Nebraska is a college football riddle: What do you do when nine wins a season isn't good enough? Most places, after all, would love to have that problem. 

But Nebraska isn't like most places in college football, so that's the question first-year head coach Mike Riley has to answer. 

The Huskers have a history of national championships and Heisman winners. The program is still a game-day destination with world-class facilities and outstanding institutional/fan support—all the things that make up a blue-blood program. 

Yet Nebraska hasn't won at an elite level since the early 2000s. The likes of Bill Callahan and Bo Pelini could never replicate the success the program experienced under legendary coach Tom Osborne.

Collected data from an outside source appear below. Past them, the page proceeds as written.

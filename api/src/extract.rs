//! Request extractors that reject with structured `AppError` bodies instead
//! of axum's plain-text defaults.

use axum::{
    Json,
    extract::{FromRequest, Request, rejection::JsonRejection},
};

use crate::error::AppError;

/// Drop-in replacement for `axum::Json<T>` in handler arguments. A body that
/// fails to parse becomes `AppError::Validation` (400) naming the offending
/// field when serde reports one.
pub struct AppJson<T>(pub T);

impl<S, T> FromRequest<S> for AppJson<T>
where
    Json<T>: FromRequest<S, Rejection = JsonRejection>,
    S: Send + Sync,
{
    type Rejection = AppError;

    async fn from_request(req: Request, state: &S) -> Result<Self, Self::Rejection> {
        match Json::<T>::from_request(req, state).await {
            Ok(Json(value)) => Ok(AppJson(value)),
            Err(rejection) => Err(map_json_rejection(rejection)),
        }
    }
}

pub fn map_json_rejection(rejection: JsonRejection) -> AppError {
    let body_text = rejection.body_text();
    let field = extract_field_from_serde_message(&body_text).unwrap_or_else(|| "body".to_string());

    AppError::Validation {
        message: format!("Invalid request body: {body_text}"),
        field: Some(field),
        received: None,
        docs_hint: Some(
            "Check the request body against the endpoint's schema in GET /api-doc/openapi.json."
                .to_string(),
        ),
    }
}

/// Field name from serde's "missing field `x`" / "unknown field `x`" messages.
fn extract_field_from_serde_message(msg: &str) -> Option<String> {
    ["missing field `", "unknown field `"].iter().find_map(|pattern| {
        let after = &msg[msg.find(pattern)? + pattern.len()..];
        let end = after.find('`')?;
        Some(after[..end].to_string())
    })
}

Can Riley reverse that trend? Yes and no. 

Understand this about the promised land for Nebraska: It's not a replica of the Osborne era. That's just not the Huskers' place in college football anymore. 

If Riley can lead Nebraska to a Big Ten championship at least once and multiple Big Ten West division titles, he'll have done his job. More specifically, if he can get Nebraska to play with consistency, those goals are more obtainable.   

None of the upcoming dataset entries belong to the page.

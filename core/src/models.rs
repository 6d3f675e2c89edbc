use std::fmt;
use std::str::FromStr;

use chrono::{DateTime, NaiveDate, Utc};
use serde::{Deserialize, Serialize};
use utoipa::ToSchema;
use uuid::Uuid;

/// An app user. `username` is unique across the system.
#[derive(Debug, Clone, Serialize, Deserialize, ToSchema)]
pub struct User {
    pub id: Uuid,
    pub username: String,
    /// Free-form profile data (goals, preferences). Always a JSON object when present.
    #[serde(skip_serializing_if = "Option::is_none")]
    pub metadata: Option<serde_json::Value>,
    pub created_at: DateTime<Utc>,
    pub updated_at: DateTime<Utc>,
}

/// A chat thread. Each conversation is backed by exactly one agent session.
#[derive(Debug, Clone, Serialize, Deserialize, ToSchema)]
pub struct Conversation {
    pub id: Uuid,
    pub user_id: Uuid,
    /// Agent-service session id; unique per user
    pub session_id: String,
    #[serde(skip_serializing_if = "Option::is_none")]
    pub title: Option<String>,
    pub created_at: DateTime<Utc>,
    pub updated_at: DateTime<Utc>,
}

/// Macronutrient values. Calories in kcal, the rest in grams.
#[derive(Debug, Clone, Copy, Default, PartialEq, Serialize, Deserialize, ToSchema)]
pub struct Macros {
    pub calories: f64,
    pub protein: f64,
    pub carbs: f64,
    pub fat: f64,
}

impl Macros {
    pub fn add(&mut self, other: &Macros) {
        self.calories += other.calories;
        self.protein += other.protein;
        self.carbs += other.carbs;
        self.fat += other.fat;
    }
}

/// An assumption the nutrition agent made while estimating macros
/// (portion size, cooking oil, ...). Only `assumed_value` is mandatory.
#[derive(Debug, Clone, Default, PartialEq, Serialize, Deserialize, ToSchema)]
pub struct Assumption {
    #[serde(default, skip_serializing_if = "Option::is_none")]
    pub id: Option<String>,
    #[serde(default, skip_serializing_if = "Option::is_none")]
    pub text: Option<String>,
    #[serde(default, skip_serializing_if = "Option::is_none")]
    pub category: Option<String>,
    #[serde(default, skip_serializing_if = "Option::is_none")]
    pub field: Option<String>,
    pub assumed_value: f64,
    #[serde(default, skip_serializing_if = "Option::is_none")]
    pub unit: Option<String>,
    /// "low" | "medium" | "high"
    #[serde(default, skip_serializing_if = "Option::is_none")]
    pub confidence: Option<String>,
    #[serde(default, skip_serializing_if = "Option::is_none")]
    pub rationale: Option<String>,
}

pub const DEFAULT_ASSUMPTION_UNIT: &str = "g";

/// Structured output of the nutrition agent.
#[derive(Debug, Clone, Default, PartialEq, Serialize, Deserialize, ToSchema)]
pub struct NutritionPayload {
    /// Short descriptive meal name, e.g. "Grilled Chicken Caesar Salad"
    #[serde(default, skip_serializing_if = "Option::is_none")]
    pub name: Option<String>,
    #[serde(default, skip_serializing_if = "Option::is_none")]
    pub meal_type: Option<String>,
    pub macros: Macros,
    #[serde(default)]
    pub assumptions: Vec<Assumption>,
}

impl NutritionPayload {
    /// Fill in what the agent is allowed to omit: sequential assumption ids
    /// (`A1`, `A2`, ... by position) and the default unit.
    pub fn normalize(&mut self) {
        for (index, assumption) in self.assumptions.iter_mut().enumerate() {
            if assumption.id.as_deref().is_none_or(str::is_empty) {
                assumption.id = Some(format!("A{}", index + 1));
            }
            if assumption.unit.as_deref().is_none_or(str::is_empty) {
                assumption.unit = Some(DEFAULT_ASSUMPTION_UNIT.to_string());
            }
        }
    }

    /// Meal type reported by the agent, `Unspecified` when missing or unknown.
    pub fn meal_type(&self) -> MealType {
        self.meal_type
            .as_deref()
            .and_then(|value| value.parse().ok())
            .unwrap_or_default()
    }
}

#[derive(Debug, Clone, Copy, Default, PartialEq, Eq, Serialize, Deserialize, ToSchema)]
#[serde(rename_all = "snake_case")]
pub enum MealType {
    Breakfast,
    Lunch,
    Dinner,
    Snack,
    #[default]
    Unspecified,
}

impl MealType {
    pub fn as_str(&self) -> &'static str {
        match self {
            MealType::Breakfast => "breakfast",
            MealType::Lunch => "lunch",
            MealType::Dinner => "dinner",
            MealType::Snack => "snack",
            MealType::Unspecified => "unspecified",
        }
    }
}

impl fmt::Display for MealType {
    fn fmt(&self, f: &mut fmt::Formatter<'_>) -> fmt::Result {
        f.write_str(self.as_str())
    }
}

impl FromStr for MealType {
    type Err = String;

    fn from_str(s: &str) -> Result<Self, Self::Err> {
        match s.trim().to_ascii_lowercase().as_str() {
            "breakfast" => Ok(MealType::Breakfast),
            "lunch" => Ok(MealType::Lunch),
            "dinner" => Ok(MealType::Dinner),
            "snack" => Ok(MealType::Snack),
            "unspecified" => Ok(MealType::Unspecified),
            other => Err(format!("unknown meal type '{other}'")),
        }
    }
}

/// Where a meal log's macros came from.
#[derive(Debug, Clone, Copy, PartialEq, Eq, Serialize, Deserialize, ToSchema)]
#[serde(rename_all = "snake_case")]
pub enum FoodSource {
    AiEstimated,
    Manual,
}

impl FoodSource {
    pub fn as_str(&self) -> &'static str {
        match self {
            FoodSource::AiEstimated => "ai_estimated",
            FoodSource::Manual => "manual",
        }
    }
}

impl fmt::Display for FoodSource {
    fn fmt(&self, f: &mut fmt::Formatter<'_>) -> fmt::Result {
        f.write_str(self.as_str())
    }
}

impl FromStr for FoodSource {
    type Err = String;

    fn from_str(s: &str) -> Result<Self, Self::Err> {
        match s {
            "ai_estimated" => Ok(FoodSource::AiEstimated),
            "manual" => Ok(FoodSource::Manual),
            other => Err(format!("unknown food source '{other}'")),
        }
    }
}

/// One logged meal.
#[derive(Debug, Clone, Serialize, Deserialize, ToSchema)]
pub struct MealLog {
    pub id: Uuid,
    pub user_id: Uuid,
    #[serde(skip_serializing_if = "Option::is_none")]
    pub conversation_id: Option<Uuid>,
    pub food_name: String,
    pub meal_type: MealType,
    pub recorded_at: DateTime<Utc>,
    pub macros: Macros,
    pub assumptions: Vec<Assumption>,
    pub food_source: FoodSource,
    /// Verbatim agent output the estimate was taken from
    #[serde(skip_serializing_if = "Option::is_none")]
    pub raw_response: Option<serde_json::Value>,
    pub created_at: DateTime<Utc>,
}

/// Per-day macro totals for one user.
#[derive(Debug, Clone, Serialize, Deserialize, ToSchema)]
pub struct DailyNutritionSummary {
    pub id: Uuid,
    pub user_id: Uuid,
    pub date: NaiveDate,
    pub total_calories: f64,
    pub total_protein: f64,
    pub total_carbs: f64,
    pub total_fat: f64,
    pub meal_count: i32,
    pub created_at: DateTime<Utc>,
    pub updated_at: DateTime<Utc>,
}

/// Per-week macro totals and daily averages for one user. Weeks start on Monday.
#[derive(Debug, Clone, Serialize, Deserialize, ToSchema)]
pub struct WeeklyNutritionSummary {
    pub id: Uuid,
    pub user_id: Uuid,
    pub week_start_date: NaiveDate,
    pub total_calories: f64,
    pub total_protein: f64,
    pub total_carbs: f64,
    pub total_fat: f64,
    pub avg_daily_calories: f64,
    pub avg_daily_protein: f64,
    pub avg_daily_carbs: f64,
    pub avg_daily_fat: f64,
    pub meal_count: i32,
    pub created_at: DateTime<Utc>,
    pub updated_at: DateTime<Utc>,
}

Consistencythat's something Pelini's teams rarely had. If anything, they were consistently inconsistent. That was perhaps the biggest reason Nebraska never flourished under him. How many times were the Huskers in a position to take home a divisional or conference crown only to fall (sometimes astoundingly) short?

There were losses of every variety, with blowouts and heartbreakers alike. The 70-31 loss to Wisconsin in the 2012 Big Ten title game was an embarrassment. The loss to UCLA at home in 2013 was brutal. Up 21-3 with one minute remaining in the second quarter, Nebraska gave up a Paul Perkins touchdown. Then it gave up 28 straight points in the third quarter as part of a 41-21 defeat.

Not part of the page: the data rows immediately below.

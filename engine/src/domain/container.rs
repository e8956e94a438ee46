//! Container configuration carried in script frontmatter

use std::collections::BTreeMap;
use std::path::{Component, Path, PathBuf};

use serde::{Deserialize, Serialize};

/// Environment as written in frontmatter: a mapping or a `KEY=value` list
#[derive(Debug, Clone, PartialEq, Deserialize)]
#[serde(untagged)]
pub enum EnvSpec {
    Map(serde_yaml::Mapping),
    List(Vec<String>),
}

/// A port entry as written in frontmatter (`8080:80`, `"3000"` or `3000`)
#[derive(Debug, Clone, PartialEq, Deserialize)]
#[serde(untagged)]
pub enum PortSpec {
    Number(u16),
    Text(String),
}

/// A command as written in frontmatter: one line or an argv list
#[derive(Debug, Clone, PartialEq, Deserialize)]
#[serde(untagged)]
pub enum CommandSpec {
    Line(String),
    Argv(Vec<String>),
}

impl CommandSpec {
    fn into_argv(self) -> Vec<String> {
        match self {
            CommandSpec::Line(line) => line.split_whitespace().map(str::to_string).collect(),
            CommandSpec::Argv(argv) => argv,
        }
    }
}

/// Raw `docker:` block of the frontmatter
#[derive(Debug, Clone, Deserialize)]
#[serde(rename_all = "camelCase")]
pub struct DockerFrontmatter {
    pub image: String,
    #[serde(default)]
    pub name: Option<String>,
    #[serde(default)]
    pub cmd: Option<CommandSpec>,
    #[serde(default)]
    pub shell: Option<CommandSpec>,
    #[serde(default, alias = "working_dir", alias = "workingDir")]
    pub workdir: Option<String>,
    #[serde(default)]
    pub env: Option<EnvSpec>,
    #[serde(default)]
    pub volumes: Vec<String>,
    #[serde(default)]
    pub ports: Vec<PortSpec>,
    #[serde(default, alias = "auto_remove")]
    pub auto_remove: Option<bool>,
}

/// Canonical container configuration.
///
/// Shape variations of the frontmatter (env as map or list, ports as
/// numbers or strings, commands as a line or argv) are resolved once here.
#[derive(Debug, Clone, PartialEq, Serialize, Deserialize)]
#[serde(from = "DockerFrontmatter", rename_all = "camelCase")]
pub struct ContainerConfig {
    pub image: String,
    pub name: Option<String>,
    /// Main container command; the engine default shell when unset
    pub cmd: Option<Vec<String>>,
    /// Command run by the interactive exec; the engine default shell when unset
    pub shell: Option<Vec<String>>,
    pub workdir: Option<String>,
    /// `KEY=value` entries
    pub env: Vec<String>,
    /// `host:container[:mode]` entries, host paths not yet resolved
    pub volumes: Vec<String>,
    /// `host:container` or bare port entries
    pub ports: Vec<String>,
    pub auto_remove: bool,
}

impl From<DockerFrontmatter> for ContainerConfig {
    fn from(raw: DockerFrontmatter) -> Self {
        Self {
            image: raw.image,
            name: raw.name.filter(|n| !n.trim().is_empty()),
            cmd: raw.cmd.map(CommandSpec::into_argv).filter(|c| !c.is_empty()),
            shell: raw.shell.map(CommandSpec::into_argv).filter(|c| !c.is_empty()),
            workdir: raw.workdir,
            env: parse_environment(raw.env.as_ref()),
            volumes: raw.volumes,
            ports: raw
                .ports
                .into_iter()
                .map(|p| match p {
                    PortSpec::Number(n) => n.to_string(),
                    PortSpec::Text(s) => s,
                })
                .collect(),
            auto_remove: raw.auto_remove.unwrap_or(true),
        }
    }
}

impl ContainerConfig {
    /// Minimal configuration for an image, everything else defaulted
    pub fn for_image(image: impl Into<String>) -> Self {
        Self {
            image: image.into(),
            name: None,
            cmd: None,
            shell: None,
            workdir: None,
            env: Vec::new(),
            volumes: Vec::new(),
            ports: Vec::new(),
            auto_remove: true,
        }
    }
}

/// Port binding value in the engine's `PortBindings` shape
#[derive(Debug, Clone, PartialEq, Eq, Serialize)]
pub struct PortBinding {
    #[serde(rename = "HostPort")]
    pub host_port: String,
}

/// Convert an environment spec into `KEY=value` entries.
///
/// List input passes through unchanged; absent input yields nothing.
pub fn parse_environment(env: Option<&EnvSpec>) -> Vec<String> {
    match env {
        None => Vec::new(),
        Some(EnvSpec::List(entries)) => entries.clone(),
        Some(EnvSpec::Map(map)) => map
            .iter()
            .map(|(k, v)| format!("{}={}", yaml_scalar(k), yaml_scalar(v)))
            .collect(),
    }
}

fn yaml_scalar(value: &serde_yaml::Value) -> String {
    match value {
        serde_yaml::Value::Null => String::new(),
        serde_yaml::Value::Bool(b) => b.to_string(),
        serde_yaml::Value::Number(n) => n.to_string(),
        serde_yaml::Value::String(s) => s.clone(),
        other => serde_yaml::to_string(other)
            .map(|s| s.trim_end().to_string())
            .unwrap_or_default(),
    }
}

/// Resolve volume entries into `host:container:mode` binds.
///
/// Relative host paths are resolved against `base_path` (the directory of
/// the loaded script). Mode defaults to `rw`. Entries with fewer than two
/// colon-separated parts pass through unchanged.
pub fn parse_volumes(volumes: &[String], base_path: Option<&Path>) -> Vec<String> {
    volumes
        .iter()
        .map(|vol| {
            let parts: Vec<&str> = vol.split(':').collect();
            if parts.len() < 2 {
                return vol.clone();
            }

            let host = parts[0];
            let container = parts[1];
            let mode = parts.get(2).filter(|m| !m.is_empty()).copied().unwrap_or("rw");

            let host_path = Path::new(host);
            let host = match base_path {
                Some(base) if !host_path.is_absolute() => {
                    normalize_path(&base.join(host_path)).display().to_string()
                }
                _ => host.to_string(),
            };

            format!("{}:{}:{}", host, container, mode)
        })
        .collect()
}

/// Build the engine's port binding map.
///
/// A bare port binds the same host and container port; container ports
/// without a protocol suffix are assumed to be tcp.
pub fn parse_port_bindings(ports: &[String]) -> BTreeMap<String, Vec<PortBinding>> {
    let mut bindings = BTreeMap::new();

    for port in ports {
        let port = port.replace('"', "");
        let parts: Vec<&str> = port.trim().split(':').collect();

        let (host_port, container_port) = if parts.len() == 2 {
            (parts[0], parts[1])
        } else {
            (parts[0], parts[0])
        };

        let container_key = if container_port.contains('/') {
            container_port.to_string()
        } else {
            format!("{}/tcp", container_port)
        };
        let host_port = host_port.split('/').next().unwrap_or(host_port);

        bindings.insert(
            container_key,
            vec![PortBinding {
                host_port: host_port.to_string(),
            }],
        );
    }

    bindings
}

/// Lexically resolve `.` and `..` components without touching the filesystem
fn normalize_path(path: &Path) -> PathBuf {
    let mut out = PathBuf::new();
    for component in path.components() {
        match component {
            Component::CurDir => {}
            Component::ParentDir => {
                if !out.pop() {
                    out.push(component);
                }
            }
            other => out.push(other),
        }
    }
    out
}

#[cfg(test)]
mod tests {
    use super::*;

    #[test]
    fn test_parse_volumes_resolves_relative_paths() {
        let volumes = vec!["./data:/app/data".to_string()];
        let resolved = parse_volumes(&volumes, Some(Path::new("/home/u/demo")));
        assert_eq!(resolved, vec!["/home/u/demo/data:/app/data:rw".to_string()]);
    }

    #[test]
    fn test_parse_volumes_keeps_absolute_paths() {
        let volumes = vec!["/abs:/x:ro".to_string()];
        assert_eq!(
            parse_volumes(&volumes, Some(Path::new("/home/u/demo"))),
            vec!["/abs:/x:ro".to_string()]
        );
        assert_eq!(parse_volumes(&volumes, None), vec!["/abs:/x:ro".to_string()]);
    }

    #[test]
    fn test_parse_volumes_parent_and_bare_relative() {
        let volumes = vec!["../shared:/s".to_string(), "cache:/c:ro".to_string()];
        let resolved = parse_volumes(&volumes, Some(Path::new("/home/u/demo")));
        assert_eq!(
            resolved,
            vec!["/home/u/shared:/s:rw".to_string(), "/home/u/demo/cache:/c:ro".to_string()]
        );
    }

    #[test]
    fn test_parse_volumes_malformed_passthrough() {
        let volumes = vec!["just-a-name".to_string()];
        assert_eq!(
            parse_volumes(&volumes, Some(Path::new("/base"))),
            vec!["just-a-name".to_string()]
        );
    }

    #[test]
    fn test_parse_port_bindings() {
        let ports = vec!["8080:80".to_string(), "3000".to_string()];
        let bindings = parse_port_bindings(&ports);

        let json = serde_json::to_value(&bindings).unwrap();
        assert_eq!(
            json,
            serde_json::json!({
                "80/tcp": [{ "HostPort": "8080" }],
                "3000/tcp": [{ "HostPort": "3000" }],
            })
        );
    }

    #[test]
    fn test_parse_port_bindings_keeps_protocol() {
        let bindings = parse_port_bindings(&["5353:53/udp".to_string()]);
        assert_eq!(
            bindings.get("53/udp"),
            Some(&vec![PortBinding {
                host_port: "5353".to_string()
            }])
        );
    }

    #[test]
    fn test_parse_environment_shapes() {
        let map: EnvSpec = serde_yaml::from_str("FOO: bar").unwrap();
        assert_eq!(parse_environment(Some(&map)), vec!["FOO=bar".to_string()]);

        let list = EnvSpec::List(vec!["A=1".to_string(), "B=2".to_string()]);
        assert_eq!(
            parse_environment(Some(&list)),
            vec!["A=1".to_string(), "B=2".to_string()]
        );

        assert!(parse_environment(None).is_empty());
    }

    #[test]
    fn test_environment_map_keeps_order_and_scalars() {
        let map: EnvSpec = serde_yaml::from_str("ZED: 1\nALPHA: true\nEMPTY:").unwrap();
        assert_eq!(
            parse_environment(Some(&map)),
            vec!["ZED=1".to_string(), "ALPHA=true".to_string(), "EMPTY=".to_string()]
        );
    }

    #[test]
    fn test_container_config_from_yaml() {
        let yaml = r#"
image: node:20
name: demo-box
shell: /bin/sh -l
env:
  - NODE_ENV=development
ports:
  - 3000
  - "8080:80"
autoRemove: false
"#;
        let config: ContainerConfig = serde_yaml::from_str(yaml).unwrap();
        assert_eq!(config.image, "node:20");
        assert_eq!(config.name.as_deref(), Some("demo-box"));
        assert_eq!(config.cmd, None);
        assert_eq!(
            config.shell,
            Some(vec!["/bin/sh".to_string(), "-l".to_string()])
        );
        assert_eq!(config.env, vec!["NODE_ENV=development".to_string()]);
        assert_eq!(config.ports, vec!["3000".to_string(), "8080:80".to_string()]);
        assert!(!config.auto_remove);
    }

    #[test]
    fn test_auto_remove_defaults_to_true() {
        let config: ContainerConfig = serde_yaml::from_str("image: alpine").unwrap();
        assert!(config.auto_remove);
        assert_eq!(config, ContainerConfig::for_image("alpine"));
    }
}
//! Infrastructure layer

pub mod docker;
pub mod pty;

In order to get back to the level it wants, Nebraska has to be more consistent. That starts with winning the games it's supposed to win in a division that'sto put it one waywinnable. 

That goes without saying, right? Yes, but Brandon Vogel of Hail Varsity provides an in-depth answer as to why it's so important: 

Over the past seven seasons, Nebraska — according to Phil Steele’s data — was favored in 75.5 percent of its games. The Huskers won 71.1 percent of those games outright over that span. During Mike Riley’s tenure at Oregon State, the Beavers were favored 51.4 percent of the time and won outright 53.7 percent of the time. ...

Now, 2 percent above expectations might not seem like a huge deal, but it’s really hard for a coach, particularly one at a powerhouse program, to be better than the spread. That’s Riley challenge (sic) now. Assuming Nebraska is of relatively the same strength over the next five years (and 13 games per year), if the Huskers were favored 75 percent of the time and Riley was two percentage points better than that, he’s averaging 10.1 wins a season. Even if he’s just at that 75 percent number, that’s 9.8 wins per year, a half-game improvement per year over the average for the previous seven seasons.

That half-game could be a halftime adjustment. It could be finishing what the team starts in a game. It could be the difference between a second-place Big Ten West finish and a divisional title, or between another Holiday Bowl trip and a Rose Bowl berth.

It could also mean the difference between whether Riley has a job with Nebraska in five or six years or not. 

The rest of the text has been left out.